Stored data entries

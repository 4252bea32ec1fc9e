//! Codec engine seam and the shell-command implementation.
//!
//! The runner drives a task through a `CodecEngine`, which does the actual
//! media work and reports progress through the handle it is given. Report
//! results carry the cancellation flag back; a cooperative engine stops
//! promptly and returns the cancelled error.

use async_trait::async_trait;
use tokio::io::{AsyncBufReadExt, BufReader};
use tokio::process::Command;
use tracing::{debug, warn};

use renderq_engine::AcquiredTask;
use renderq_models::{Checkpoint, TaskError};

/// Outcome of a progress report, as seen by the codec engine.
#[derive(Debug, Clone, Copy)]
pub struct ReportOutcome {
    /// The orchestrator has flagged this task for cancellation
    pub cancel_requested: bool,
}

/// Progress reporting surface handed to the codec engine.
///
/// An `Err` means the attempt is no longer admissible (lease expired or
/// lost); the engine must stop immediately without further reports.
#[async_trait]
pub trait ProgressHandle: Send + Sync {
    async fn report(
        &self,
        progress: u8,
        checkpoint: Option<Checkpoint>,
    ) -> Result<ReportOutcome, TaskError>;
}

/// Performs the media work for one task attempt.
#[async_trait]
pub trait CodecEngine: Send + Sync {
    /// Process the task, resuming from `task.checkpoint` when present.
    /// On success, returns the output reference to record on the task.
    async fn process(
        &self,
        task: &AcquiredTask,
        progress: &dyn ProgressHandle,
    ) -> Result<Option<String>, TaskError>;
}

/// Codec engine that shells out to an external transcoder.
///
/// Protocol: the command receives the source URL, the output preset, and
/// optionally `--resume <token>`. It prints lines of the form
/// `progress <percent> [checkpoint <token>]` on stdout, and on success a
/// final `output <reference>` naming where the rendered media landed.
/// Exit code 0 is success; exit code 2 marks input the codec can never
/// process.
pub struct ShellCodecEngine {
    command: std::path::PathBuf,
}

impl ShellCodecEngine {
    /// Resolve the codec command on PATH.
    pub fn new(command: &str) -> Result<Self, TaskError> {
        let command = which::which(command).map_err(|e| {
            TaskError::permanent(
                "CODEC_MISSING",
                format!("codec command '{command}' not found: {e}"),
            )
        })?;
        Ok(Self { command })
    }

    fn parse_progress_line(line: &str) -> Option<(u8, Option<String>)> {
        let mut parts = line.split_whitespace();
        if parts.next() != Some("progress") {
            return None;
        }
        let percent: u8 = parts.next()?.parse().ok()?;
        let token = match (parts.next(), parts.next()) {
            (Some("checkpoint"), Some(token)) => Some(token.to_string()),
            _ => None,
        };
        Some((percent.min(100), token))
    }

    fn parse_output_line(line: &str) -> Option<String> {
        let mut parts = line.split_whitespace();
        if parts.next() != Some("output") {
            return None;
        }
        parts.next().map(str::to_string)
    }
}

#[async_trait]
impl CodecEngine for ShellCodecEngine {
    async fn process(
        &self,
        task: &AcquiredTask,
        progress: &dyn ProgressHandle,
    ) -> Result<Option<String>, TaskError> {
        let mut cmd = Command::new(&self.command);
        cmd.arg(&task.input.source_url)
            .arg(&task.input.output_preset)
            .stdout(std::process::Stdio::piped())
            .stderr(std::process::Stdio::null())
            .kill_on_drop(true);

        // Resume tokens are opaque to us; the codec minted them
        let mut checkpoint_seq = if let Some(cp) = &task.checkpoint {
            if let Ok(token) = std::str::from_utf8(&cp.payload) {
                cmd.arg("--resume").arg(token);
            }
            cp.seq
        } else {
            0
        };

        let mut child = cmd.spawn().map_err(|e| {
            TaskError::transient("CODEC_SPAWN_FAILED", format!("failed to start codec: {e}"))
        })?;
        let stdout = child.stdout.take().ok_or_else(|| {
            TaskError::transient("CODEC_SPAWN_FAILED", "codec stdout not captured")
        })?;
        let mut lines = BufReader::new(stdout).lines();

        let mut output = None;
        while let Some(line) = lines.next_line().await.map_err(|e| {
            TaskError::transient("CODEC_IO", format!("failed reading codec output: {e}"))
        })? {
            if let Some(reference) = Self::parse_output_line(&line) {
                output = Some(reference);
                continue;
            }
            let Some((percent, token)) = Self::parse_progress_line(&line) else {
                debug!(task_id = %task.task_id, line, "Ignoring codec output line");
                continue;
            };

            let checkpoint = token.map(|t| {
                checkpoint_seq += 1;
                Checkpoint::new(checkpoint_seq, t.into_bytes())
            });
            let outcome = progress.report(percent, checkpoint).await?;
            if outcome.cancel_requested {
                warn!(task_id = %task.task_id, "Cancellation observed, stopping codec");
                child.kill().await.ok();
                return Err(TaskError::cancelled());
            }
        }

        let status = child.wait().await.map_err(|e| {
            TaskError::transient("CODEC_IO", format!("failed waiting for codec: {e}"))
        })?;

        if status.success() {
            Ok(output)
        } else if status.code() == Some(2) {
            Err(TaskError::permanent(
                "UNSUPPORTED_CODEC",
                format!("codec rejected input ({status})"),
            ))
        } else {
            Err(TaskError::retriable(
                "CODEC_FAILED",
                format!("codec exited with {status}"),
            ))
        }
    }
}
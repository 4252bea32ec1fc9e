//! Record Store collaborator seam.
//!
//! The orchestrator's in-memory records are authoritative; terminal
//! snapshots are handed to the external Record Store for long-term audit
//! history. Retention and deletion are the collaborator's concern.

use std::collections::HashMap;

use async_trait::async_trait;
use tokio::sync::RwLock;

use renderq_models::{TaskId, TaskRecord};

use crate::error::EngineResult;

/// Durable audit store for task record snapshots.
#[async_trait]
pub trait RecordStore: Send + Sync {
    /// Persist a snapshot (upsert by task id).
    async fn save(&self, record: &TaskRecord) -> EngineResult<()>;

    /// Fetch a previously saved snapshot.
    async fn load(&self, task: &TaskId) -> EngineResult<Option<TaskRecord>>;
}

/// In-process record store, for tests and single-node deployments.
pub struct MemoryRecordStore {
    records: RwLock<HashMap<TaskId, TaskRecord>>,
}

impl MemoryRecordStore {
    pub fn new() -> Self {
        Self {
            records: RwLock::new(HashMap::new()),
        }
    }
}

impl Default for MemoryRecordStore {
    fn default() -> Self {
        Self::new()
    }
}

#[async_trait]
impl RecordStore for MemoryRecordStore {
    async fn save(&self, record: &TaskRecord) -> EngineResult<()> {
        self.records
            .write()
            .await
            .insert(record.id.clone(), record.clone());
        Ok(())
    }

    async fn load(&self, task: &TaskId) -> EngineResult<Option<TaskRecord>> {
        Ok(self.records.read().await.get(task).cloned())
    }
}
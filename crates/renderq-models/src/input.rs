//! Validated task submission input.

use schemars::JsonSchema;
use serde::{Deserialize, Serialize};
use validator::Validate;

/// Submission payload for a video-processing task.
///
/// Validated at submission time; malformed input is rejected before a
/// record is created.
#[derive(Debug, Clone, Serialize, Deserialize, JsonSchema, Validate)]
pub struct TaskInput {
    /// Source media location (blob-store or http URL)
    #[validate(url(message = "source_url must be a valid URL"))]
    pub source_url: String,

    /// Output encoding preset name (e.g. "h264_1080p")
    #[validate(length(min = 1, message = "output_preset must not be empty"))]
    pub output_preset: String,

    /// Optional per-task retry budget override
    #[serde(skip_serializing_if = "Option::is_none")]
    #[validate(range(max = 10, message = "max_retries must be at most 10"))]
    pub max_retries: Option<u32>,

    /// Optional deduplication key: a second submission with the same key
    /// while the first task is still live is rejected
    #[serde(skip_serializing_if = "Option::is_none")]
    pub idempotency_key: Option<String>,
}

impl TaskInput {
    /// Create an input with the required fields.
    pub fn new(source_url: impl Into<String>, output_preset: impl Into<String>) -> Self {
        Self {
            source_url: source_url.into(),
            output_preset: output_preset.into(),
            max_retries: None,
            idempotency_key: None,
        }
    }

    /// Set the retry budget override.
    pub fn with_max_retries(mut self, max_retries: u32) -> Self {
        self.max_retries = Some(max_retries);
        self
    }

    /// Set the deduplication key.
    pub fn with_idempotency_key(mut self, key: impl Into<String>) -> Self {
        self.idempotency_key = Some(key.into());
        self
    }
}
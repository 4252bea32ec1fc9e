//! Distributed leases on Redis string keys with PX expiry.
//!
//! Acquisition is `SET NX PX`; renewal and release are owner-compared Lua
//! scripts so a worker whose lease already expired (and was possibly
//! re-granted) can never touch the new holder's lease.

use std::time::Duration;

use async_trait::async_trait;
use chrono::{DateTime, Utc};
use redis::AsyncCommands;
use tracing::debug;

use renderq_engine::{EngineError, EngineResult, LeaseStore};
use renderq_models::{Lease, TaskId, WorkerId};

use crate::config::RedisConfig;
use crate::error::backend;

// Extend the ttl only if the caller still owns the key.
const RENEW: &str = r#"
if redis.call('GET', KEYS[1]) == ARGV[1] then
    redis.call('PEXPIRE', KEYS[1], ARGV[2])
    return 1
end
return 0
"#;

// Delete only if the caller owns the key.
const RELEASE: &str = r#"
if redis.call('GET', KEYS[1]) == ARGV[1] then
    redis.call('DEL', KEYS[1])
    return 1
end
return 0
"#;

/// Redis-backed lease store.
pub struct RedisLeaseStore {
    client: redis::Client,
    prefix: String,
    renew_script: redis::Script,
    release_script: redis::Script,
}

impl RedisLeaseStore {
    pub fn new(config: &RedisConfig) -> EngineResult<Self> {
        let client = redis::Client::open(config.redis_url.as_str()).map_err(backend)?;
        Ok(Self {
            client,
            prefix: config.key("lease"),
            renew_script: redis::Script::new(RENEW),
            release_script: redis::Script::new(RELEASE),
        })
    }

    fn key(&self, task: &TaskId) -> String {
        format!("{}:{}", self.prefix, task)
    }
}

#[async_trait]
impl LeaseStore for RedisLeaseStore {
    async fn acquire(
        &self,
        task: &TaskId,
        worker: &WorkerId,
        ttl: Duration,
    ) -> EngineResult<DateTime<Utc>> {
        let mut conn = self
            .client
            .get_multiplexed_async_connection()
            .await
            .map_err(backend)?;

        let taken: Option<String> = redis::cmd("SET")
            .arg(self.key(task))
            .arg(worker.as_str())
            .arg("NX")
            .arg("PX")
            .arg(ttl.as_millis() as u64)
            .query_async(&mut conn)
            .await
            .map_err(backend)?;

        if taken.is_none() {
            return Err(EngineError::AlreadyLeased { task: task.clone() });
        }
        let expires_at = Utc::now() + chrono::Duration::from_std(ttl).unwrap_or_default();
        debug!(task_id = %task, worker_id = %worker, %expires_at, "Lease acquired");
        Ok(expires_at)
    }

    async fn renew(
        &self,
        task: &TaskId,
        worker: &WorkerId,
        ttl: Duration,
    ) -> EngineResult<DateTime<Utc>> {
        let mut conn = self
            .client
            .get_multiplexed_async_connection()
            .await
            .map_err(backend)?;

        let renewed: i64 = self
            .renew_script
            .key(self.key(task))
            .arg(worker.as_str())
            .arg(ttl.as_millis() as u64)
            .invoke_async(&mut conn)
            .await
            .map_err(backend)?;

        if renewed == 0 {
            return Err(EngineError::LeaseLost { task: task.clone() });
        }
        Ok(Utc::now() + chrono::Duration::from_std(ttl).unwrap_or_default())
    }

    async fn release(&self, task: &TaskId, worker: &WorkerId) -> EngineResult<()> {
        let mut conn = self
            .client
            .get_multiplexed_async_connection()
            .await
            .map_err(backend)?;

        let _: i64 = self
            .release_script
            .key(self.key(task))
            .arg(worker.as_str())
            .invoke_async(&mut conn)
            .await
            .map_err(backend)?;
        Ok(())
    }

    async fn get(&self, task: &TaskId) -> EngineResult<Option<Lease>> {
        let mut conn = self
            .client
            .get_multiplexed_async_connection()
            .await
            .map_err(backend)?;

        let owner: Option<String> = conn.get(self.key(task)).await.map_err(backend)?;
        let Some(owner) = owner else {
            return Ok(None);
        };
        let ttl_ms: i64 = conn.pttl(self.key(task)).await.map_err(backend)?;
        if ttl_ms < 0 {
            // Key vanished between the two reads
            return Ok(None);
        }
        let expires_at = Utc::now() + chrono::Duration::milliseconds(ttl_ms);
        Ok(Some(Lease::new(WorkerId::from_string(owner), expires_at)))
    }
}
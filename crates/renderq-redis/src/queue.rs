//! Distributed task queue on a Redis sorted set.
//!
//! Members are task ids scored by their readiness time in epoch
//! milliseconds, so delayed retries and immediate submissions share one
//! structure. Popping is a Lua compare-and-pop, atomic across competing
//! worker processes.

use std::time::Duration;

use async_trait::async_trait;
use chrono::Utc;
use redis::AsyncCommands;
use tracing::debug;

use renderq_engine::{EngineResult, TaskQueue};
use renderq_models::TaskId;

use crate::config::RedisConfig;
use crate::error::backend;

// Pop the lowest-scored member if its readiness time has passed.
const POP_READY: &str = r#"
local hit = redis.call('ZRANGEBYSCORE', KEYS[1], '-inf', ARGV[1], 'LIMIT', 0, 1)
if #hit == 0 then
    return false
end
redis.call('ZREM', KEYS[1], hit[1])
return hit[1]
"#;

/// Redis-backed task queue.
pub struct RedisTaskQueue {
    client: redis::Client,
    key: String,
    pop_script: redis::Script,
    /// How often a blocked pop re-checks for ready members
    poll_interval: Duration,
}

impl RedisTaskQueue {
    pub fn new(config: &RedisConfig) -> EngineResult<Self> {
        let client = redis::Client::open(config.redis_url.as_str()).map_err(backend)?;
        Ok(Self {
            client,
            key: config.key("queue"),
            pop_script: redis::Script::new(POP_READY),
            poll_interval: Duration::from_millis(100),
        })
    }

    async fn try_pop(&self) -> EngineResult<Option<TaskId>> {
        let mut conn = self
            .client
            .get_multiplexed_async_connection()
            .await
            .map_err(backend)?;
        let now_ms = Utc::now().timestamp_millis();
        let hit: Option<String> = self
            .pop_script
            .key(&self.key)
            .arg(now_ms)
            .invoke_async(&mut conn)
            .await
            .map_err(backend)?;
        Ok(hit.map(TaskId::from_string))
    }
}

#[async_trait]
impl TaskQueue for RedisTaskQueue {
    async fn push(&self, task: TaskId, delay: Duration) -> EngineResult<()> {
        let mut conn = self
            .client
            .get_multiplexed_async_connection()
            .await
            .map_err(backend)?;
        let ready_at = Utc::now().timestamp_millis() + delay.as_millis() as i64;
        conn.zadd::<_, _, _, ()>(&self.key, task.as_str(), ready_at)
            .await
            .map_err(backend)?;
        debug!(task_id = %task, delay_ms = delay.as_millis() as u64, "Task enqueued");
        Ok(())
    }

    async fn pop_ready(&self, timeout: Duration) -> EngineResult<Option<TaskId>> {
        let deadline = tokio::time::Instant::now() + timeout;
        loop {
            if let Some(task) = self.try_pop().await? {
                return Ok(Some(task));
            }
            let now = tokio::time::Instant::now();
            if now >= deadline {
                return Ok(None);
            }
            tokio::time::sleep(self.poll_interval.min(deadline - now)).await;
        }
    }

    async fn remove(&self, task: &TaskId) -> EngineResult<bool> {
        let mut conn = self
            .client
            .get_multiplexed_async_connection()
            .await
            .map_err(backend)?;
        let removed: u64 = conn
            .zrem(&self.key, task.as_str())
            .await
            .map_err(backend)?;
        Ok(removed > 0)
    }

    async fn len(&self) -> EngineResult<usize> {
        let mut conn = self
            .client
            .get_multiplexed_async_connection()
            .await
            .map_err(backend)?;
        let len: usize = conn.zcard(&self.key).await.map_err(backend)?;
        Ok(len)
    }
}
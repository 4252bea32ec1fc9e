//! Core task orchestration engine.
//!
//! Owns the task lifecycle: submission, leased dispatch, progress and
//! checkpoint tracking, retry with exponential backoff, dead-lettering,
//! cancellation, and event fan-out. Storage and transport are pluggable
//! through the backend traits; in-process implementations back tests and
//! single-node deployments.

pub mod checkpoint;
pub mod config;
pub mod error;
pub mod lease;
pub mod logging;
pub mod metrics;
pub mod orchestrator;
pub mod publisher;
pub mod queue;
pub mod retry;
pub mod store;

pub use checkpoint::{CheckpointStore, MemoryCheckpointStore};
pub use config::EngineConfig;
pub use error::{EngineError, EngineResult};
pub use lease::{LeaseStore, MemoryLeaseStore};
pub use logging::TaskLogger;
pub use orchestrator::{AcquiredTask, DeadLetterFilter, Orchestrator, ProgressAck};
pub use publisher::{EventPublisher, EventSink};
pub use queue::{MemoryQueue, TaskQueue};
pub use retry::{RetryDecision, RetryPolicy};
pub use store::{MemoryRecordStore, RecordStore};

Try it
Exactly how many lines in the data above hold "ARGV"? State that number only.

Answer space
4